[Dataset entries]:

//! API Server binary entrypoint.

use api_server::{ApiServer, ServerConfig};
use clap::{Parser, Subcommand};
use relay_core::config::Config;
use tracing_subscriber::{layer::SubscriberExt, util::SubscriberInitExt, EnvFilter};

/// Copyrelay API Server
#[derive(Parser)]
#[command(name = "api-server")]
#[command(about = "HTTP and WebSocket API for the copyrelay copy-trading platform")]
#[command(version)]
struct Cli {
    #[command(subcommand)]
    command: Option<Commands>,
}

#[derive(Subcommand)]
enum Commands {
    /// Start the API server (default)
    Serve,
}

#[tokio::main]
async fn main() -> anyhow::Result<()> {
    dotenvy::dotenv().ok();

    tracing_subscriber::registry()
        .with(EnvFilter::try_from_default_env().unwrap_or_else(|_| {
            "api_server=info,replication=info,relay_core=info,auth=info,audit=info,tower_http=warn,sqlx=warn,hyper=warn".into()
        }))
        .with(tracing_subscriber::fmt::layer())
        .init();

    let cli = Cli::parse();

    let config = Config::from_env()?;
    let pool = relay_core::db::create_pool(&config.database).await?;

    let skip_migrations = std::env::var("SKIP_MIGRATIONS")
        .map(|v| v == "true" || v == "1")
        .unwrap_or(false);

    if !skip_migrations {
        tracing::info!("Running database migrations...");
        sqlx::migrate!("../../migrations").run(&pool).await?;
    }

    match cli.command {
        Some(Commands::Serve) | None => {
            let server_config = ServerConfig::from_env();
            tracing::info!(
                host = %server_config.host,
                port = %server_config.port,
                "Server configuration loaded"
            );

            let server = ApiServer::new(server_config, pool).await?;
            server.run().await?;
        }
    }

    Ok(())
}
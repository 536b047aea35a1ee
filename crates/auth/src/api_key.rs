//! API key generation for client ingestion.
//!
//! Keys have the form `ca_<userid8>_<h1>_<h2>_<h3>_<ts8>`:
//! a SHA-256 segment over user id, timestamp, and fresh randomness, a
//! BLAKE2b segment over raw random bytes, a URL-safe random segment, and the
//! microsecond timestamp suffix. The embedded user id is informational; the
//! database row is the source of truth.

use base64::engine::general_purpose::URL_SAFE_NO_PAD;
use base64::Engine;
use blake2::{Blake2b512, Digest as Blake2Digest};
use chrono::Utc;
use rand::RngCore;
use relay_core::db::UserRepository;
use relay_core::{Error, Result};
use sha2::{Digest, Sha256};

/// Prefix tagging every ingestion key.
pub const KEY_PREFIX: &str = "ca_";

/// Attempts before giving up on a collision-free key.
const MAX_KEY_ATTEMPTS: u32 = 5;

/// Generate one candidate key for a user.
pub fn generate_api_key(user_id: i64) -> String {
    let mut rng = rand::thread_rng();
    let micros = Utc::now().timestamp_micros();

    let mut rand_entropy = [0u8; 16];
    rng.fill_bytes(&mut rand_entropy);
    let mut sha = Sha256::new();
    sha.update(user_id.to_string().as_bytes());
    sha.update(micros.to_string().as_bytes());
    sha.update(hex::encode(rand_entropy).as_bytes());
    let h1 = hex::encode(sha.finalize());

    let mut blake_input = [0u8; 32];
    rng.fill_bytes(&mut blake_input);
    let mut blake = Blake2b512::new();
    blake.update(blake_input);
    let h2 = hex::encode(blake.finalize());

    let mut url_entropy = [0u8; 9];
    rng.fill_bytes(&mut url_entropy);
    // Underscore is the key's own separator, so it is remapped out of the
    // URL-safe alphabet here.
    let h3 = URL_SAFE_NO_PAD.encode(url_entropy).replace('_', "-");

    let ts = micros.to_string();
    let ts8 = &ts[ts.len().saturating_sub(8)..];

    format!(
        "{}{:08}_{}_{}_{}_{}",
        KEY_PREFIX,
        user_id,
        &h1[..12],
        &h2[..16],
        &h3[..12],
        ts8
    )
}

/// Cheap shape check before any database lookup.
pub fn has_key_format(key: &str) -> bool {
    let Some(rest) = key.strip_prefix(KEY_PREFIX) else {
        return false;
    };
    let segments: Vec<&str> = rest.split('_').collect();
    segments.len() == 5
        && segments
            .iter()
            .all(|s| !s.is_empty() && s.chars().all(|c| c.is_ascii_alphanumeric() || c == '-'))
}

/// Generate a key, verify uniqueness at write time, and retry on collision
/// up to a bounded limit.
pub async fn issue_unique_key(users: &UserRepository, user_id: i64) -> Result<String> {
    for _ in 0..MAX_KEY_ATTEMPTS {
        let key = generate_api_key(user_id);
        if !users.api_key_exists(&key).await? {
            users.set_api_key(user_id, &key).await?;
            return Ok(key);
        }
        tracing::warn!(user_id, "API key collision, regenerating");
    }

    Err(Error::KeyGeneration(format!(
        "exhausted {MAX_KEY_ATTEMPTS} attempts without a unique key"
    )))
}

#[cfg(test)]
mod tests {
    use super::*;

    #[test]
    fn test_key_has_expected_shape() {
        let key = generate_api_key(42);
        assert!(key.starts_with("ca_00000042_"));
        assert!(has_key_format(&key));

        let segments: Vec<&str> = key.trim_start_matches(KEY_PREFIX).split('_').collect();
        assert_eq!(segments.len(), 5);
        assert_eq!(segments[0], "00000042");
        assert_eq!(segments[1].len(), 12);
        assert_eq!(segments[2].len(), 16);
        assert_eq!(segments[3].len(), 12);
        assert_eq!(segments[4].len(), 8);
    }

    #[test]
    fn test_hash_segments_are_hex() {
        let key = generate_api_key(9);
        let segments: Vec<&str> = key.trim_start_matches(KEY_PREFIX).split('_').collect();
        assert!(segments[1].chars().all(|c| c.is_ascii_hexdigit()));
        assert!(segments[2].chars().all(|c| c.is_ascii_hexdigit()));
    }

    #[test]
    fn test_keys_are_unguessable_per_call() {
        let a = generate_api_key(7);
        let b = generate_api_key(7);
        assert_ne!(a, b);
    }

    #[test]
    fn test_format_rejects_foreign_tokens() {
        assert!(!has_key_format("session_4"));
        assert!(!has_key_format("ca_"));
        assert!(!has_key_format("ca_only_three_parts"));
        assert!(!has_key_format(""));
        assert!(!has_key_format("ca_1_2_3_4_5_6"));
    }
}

[WHAT THE TASK REQUIRES]:
Where a line of the entries above holds the word "collision", return that line.

[EXPECTED ANSWER]:
/// Attempts before giving up on a collision-free key.
/// Generate a key, verify uniqueness at write time, and retry on collision
        tracing::warn!(user_id, "API key collision, regenerating");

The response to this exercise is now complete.